Él todavía tiene trabajo, aunque bastante menos que hace apenas solo una semana porque los envíos a empresas se han frenado en seco, y ya solo sirven a particulares que han dejado de comprar muchas cosas, ropa por ejemplo.
A los empleados contratados por su compañía ya les están despidiendo e incluso hay autónomos como él que ya lo han dejado, por miedo, tras ver cómo la pandemia alcanzaba a algún familiar.
DE SUPERHÉROE A DESEMPLEADO
Leandro es técnico de una contrata que trabaja para varias compañías telefónicas y mientras instala internet y los servicios de televisión en un domicilio, cuenta a EFE que estos días está viviendo situaciones surrealistas, algunas parecidas a las de Juan Carlos.
Desde personas que viven solas y le entretienen hablando porque quieren seguir acompañados hasta clientes que habían encargado el servicio y después deciden no abrirle la puerta por miedo al contagio.
Equipado con una máscara, Leandro entra pidiendo permiso y explica cada movimiento: "Me voy a acercar un poco", avisa mientras se desplaza por la sala en busca de la conexión de fibra óptica.
Cuenta que, en general, está teniendo muchos menos encargos y eso le afecta, porque su empresa sólo le paga el plus de producción si hace cuatro servicios al día, y es casi imposible llegar a esa cifra en estos momentos.
Y desde que comenzó el confinamiento, cada visita está siendo para él una aventura. Hace unos días trabajaba en una fachada para enganchar una conexión cuando una vecina salió por la ventana y le exigió que se fuese para "no contagiarla".
Tampoco han faltado los "fanáticos religiosos" que le anuncian, dice, el fin del mundo, pero ha encontrado también mucha empatía. "En alguna casa me han tratado como a un superhéroe, una mujer me dio incluso un abrazo" saltándose todas las precauciones, asegura.
Y en estos días en los que se ha desplazado por Madrid, tiene una imagen clavada en la retina. La de una ciudad vacía en la que se ve más que nunca a las personas sin hogar. Muchos más de lo que pensamos, familias enteras incluso. "Antes eran invisibles, ahora no", advierte.

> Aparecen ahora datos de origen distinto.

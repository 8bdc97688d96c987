//! Vault KV store
//!
//! Connection secrets live at `<mount>/<scope>/<name>` (v1) or
//! `<mount>/data/<scope>/<name>` with custom metadata at
//! `<mount>/metadata/<scope>/<name>` (v2).
//!
//! ## Ownership
//!
//! On v2 the owner UID and labels are kept in the secret's custom metadata.
//! v1 has no metadata, so secrets written there never record an owner.

pub mod decode;
pub mod kv;
pub mod logical;

#[cfg(test)]
pub(crate) mod fake;

pub use decode::KvSecret;
pub use kv::{kv_client, KvClient};
pub use logical::{HttpLogicalClient, LogicalClient};

use std::collections::BTreeMap;
use std::sync::Arc;

use async_trait::async_trait;
use tracing::{debug, info, Instrument};

use super::config::{KvVersion, StoreType, VaultAuthMethod};
use super::credentials::CredentialsExtractor;
use super::options::{apply_delete_options, apply_write_options, DeleteOption, WriteOption};
use super::registry::{BuildContext, StoreBuilderFn};
use super::secret::{ScopedName, Secret, SecretMetadata};
use super::types::SecretString;
use super::{log_failure, Store};
use crate::store_span;
use crate::errors::{ignore_not_found, ConnectionError, Context, Result, ResultExt};

/// [`Store`] over a Vault KV mount.
#[derive(Clone)]
pub struct VaultStore {
    kv: Arc<dyn KvClient>,
    default_scope: String,
}

impl std::fmt::Debug for VaultStore {
    fn fmt(&self, f: &mut std::fmt::Formatter<'_>) -> std::fmt::Result {
        f.debug_struct("VaultStore")
            .field("version", &self.kv.version())
            .field("default_scope", &self.default_scope)
            .finish()
    }
}

impl VaultStore {
    pub fn new(kv: Arc<dyn KvClient>, default_scope: impl Into<String>) -> Self {
        Self { kv, default_scope: default_scope.into() }
    }

    /// Build a store from the StoreConfig's `vault` section.
    pub async fn connect(ctx: BuildContext) -> Result<Self> {
        let config = ctx
            .spec
            .vault
            .as_ref()
            .ok_or_else(|| ConnectionError::config("store config has no vault section"))?;
        let extractor = CredentialsExtractor::new(ctx.local_client.clone());

        let token = match config.auth.method {
            VaultAuthMethod::Token => {
                let raw = extractor
                    .extract(&config.auth.token)
                    .await
                    .context(Context::ExtractCredentials)?;
                SecretString::from_credential_bytes(&raw).ok_or_else(|| {
                    ConnectionError::config("vault token is empty or not valid UTF-8")
                })?
            }
        };

        let ca_bundle = match &config.ca_bundle {
            Some(source) => {
                Some(extractor.extract(source).await.context(Context::ExtractCredentials)?)
            }
            None => None,
        };

        let logical = HttpLogicalClient::new(
            &config.server,
            token,
            config.namespace.clone(),
            ca_bundle.as_deref(),
            config.timeout(),
        )?;

        info!(
            server = %config.server,
            mount_path = %config.mount_path,
            version = ?config.version,
            "Connected Vault secret store"
        );

        Ok(Self::new(
            kv_client(Arc::new(logical), &config.mount_path, config.version),
            ctx.spec.default_scope.clone(),
        ))
    }

    /// Registry builder for [`StoreType::Vault`].
    pub fn builder() -> StoreBuilderFn {
        Arc::new(|ctx| {
            Box::pin(async move {
                let store = Self::connect(ctx).await?;
                Ok(Box::new(store) as Box<dyn Store>)
            })
        })
    }

    /// Path of a secret below the mount.
    fn path(&self, name: &ScopedName) -> String {
        let scope = if name.scope.is_empty() { &self.default_scope } else { &name.scope };
        if scope.is_empty() {
            name.name.clone()
        } else {
            format!("{}/{}", scope.trim_end_matches('/'), name.name)
        }
    }

    async fn current(&self, path: &str) -> Result<Option<KvSecret>> {
        ignore_not_found(self.kv.get(path).await).context(Context::GetSecret)
    }
}

/// Canonical view of a KV secret.
fn from_kv(kv: &KvSecret, name: &ScopedName) -> Secret {
    let data = kv.data.iter().map(|(k, v)| (k.clone(), v.clone().into_bytes())).collect();
    let secret = Secret::new(name.clone()).with_data(data);
    if kv.custom_meta.is_empty() {
        secret
    } else {
        secret.with_metadata(SecretMetadata::from_labels(kv.custom_meta.clone()))
    }
}

/// KV view of a secret. Vault stores strings, so values must be UTF-8.
fn to_kv(secret: &Secret) -> Result<KvSecret> {
    let data = secret
        .data
        .iter()
        .map(|(key, value)| {
            String::from_utf8(value.clone())
                .map(|v| (key.clone(), v))
                .map_err(|_| ConnectionError::invalid_value(key, "value is not valid UTF-8"))
        })
        .collect::<Result<BTreeMap<_, _>>>()?;
    let custom_meta =
        secret.metadata.as_ref().map(SecretMetadata::labels_with_owner).unwrap_or_default();
    Ok(KvSecret::new(data, custom_meta))
}

impl VaultStore {
    async fn read(&self, name: &ScopedName) -> Result<Secret> {
        let path = self.path(name);
        let kv = self.kv.get(&path).await.context(Context::GetSecret)?;
        debug!(path = %path, keys = kv.data.len(), "Read Vault secret");
        Ok(from_kv(&kv, name))
    }

    async fn write(
        &self,
        secret: &Secret,
        options: &[&dyn WriteOption],
    ) -> Result<bool> {
        let path = self.path(&secret.scoped_name);
        let existing = self.current(&path).await?;

        let current = existing
            .as_ref()
            .map(|kv| from_kv(kv, &secret.scoped_name))
            .unwrap_or_else(|| Secret::new(secret.scoped_name.clone()));
        let mut desired = secret.clone();
        apply_write_options(options, &current, &mut desired).context(Context::ApplySecret)?;

        let desired = to_kv(&desired).context(Context::ApplySecret)?;
        if self.kv.version() == KvVersion::V1 && !desired.custom_meta.is_empty() {
            debug!(path = %path, "KV v1 has no metadata; labels and owner are not stored");
        }

        let changed =
            self.kv.apply(&path, existing.as_ref(), &desired).await.context(Context::ApplySecret)?;
        if changed {
            info!(path = %path, "Wrote Vault secret");
        }
        Ok(changed)
    }

    async fn delete(
        &self,
        secret: &Secret,
        options: &[&dyn DeleteOption],
    ) -> Result<()> {
        let path = self.path(&secret.scoped_name);
        let Some(existing) = self.current(&path).await? else {
            return Ok(());
        };

        let current = from_kv(&existing, &secret.scoped_name);
        apply_delete_options(options, &current, secret).context(Context::DeleteSecret)?;

        let mut remainder = existing.data.clone();
        for key in secret.data.keys() {
            remainder.remove(key);
        }

        if secret.data.is_empty() || remainder.is_empty() {
            self.kv.delete(&path).await.context(Context::DeleteSecret)?;
            info!(path = %path, "Deleted Vault secret");
        } else if remainder.len() != existing.data.len() {
            self.kv.replace(&path, &existing, remainder).await.context(Context::DeleteSecret)?;
            info!(path = %path, "Removed keys from Vault secret");
        }
        Ok(())
    }
}

#[async_trait]
impl Store for VaultStore {
    async fn read_key_values(&self, name: &ScopedName) -> Result<Secret> {
        self.read(name)
            .instrument(store_span!("read", StoreType::Vault, name))
            .await
            .inspect_err(|e| log_failure("read", e))
    }

    async fn write_key_values(
        &self,
        secret: &Secret,
        options: &[&dyn WriteOption],
    ) -> Result<bool> {
        self.write(secret, options)
            .instrument(store_span!("write", StoreType::Vault, secret.scoped_name))
            .await
            .inspect_err(|e| log_failure("write", e))
    }

    async fn delete_key_values(
        &self,
        secret: &Secret,
        options: &[&dyn DeleteOption],
    ) -> Result<()> {
        self.delete(secret, options)
            .instrument(store_span!(
                "delete",
                StoreType::Vault,
                secret.scoped_name,
                keys = secret.data.len()
            ))
            .await
            .inspect_err(|e| log_failure("delete", e))
    }

    fn store_type(&self) -> StoreType {
        StoreType::Vault
    }
}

Durante la instalación, Leandro confiesa que está preocupado por su futuro laboral, porque sólo lleva tres meses en la empresa y teme que le despidan sin incluirle siquiera en un expediente temporal de empleo.
Horas después de este servicio, que será el último, recibe la llamada de su supervisor. Efectivamente se va a la calle.
Está triste, pero recuerda que otros compañeros sufrirán más que él, porque tienen hijos.
Ahora mira al futuro y a su cambio de vida, también personal. Porque a su mujer, trabajadora social, acaban de contratarla en un centro de acogida de inmigrantes en Ávila y tiene que trasladarse inmediatamente a esa ciudad. Como él ya no tiene un empleo que le ate a la capital, no lo duda y se irá con ella, por supuesto.
Lo que tiene claro es que no va a volver, por el momento, a su país, Argentina. Su madre se lo pide constantemente, pero él cree que su mujer -española- y él están mucho mejor aquí en estos momentos.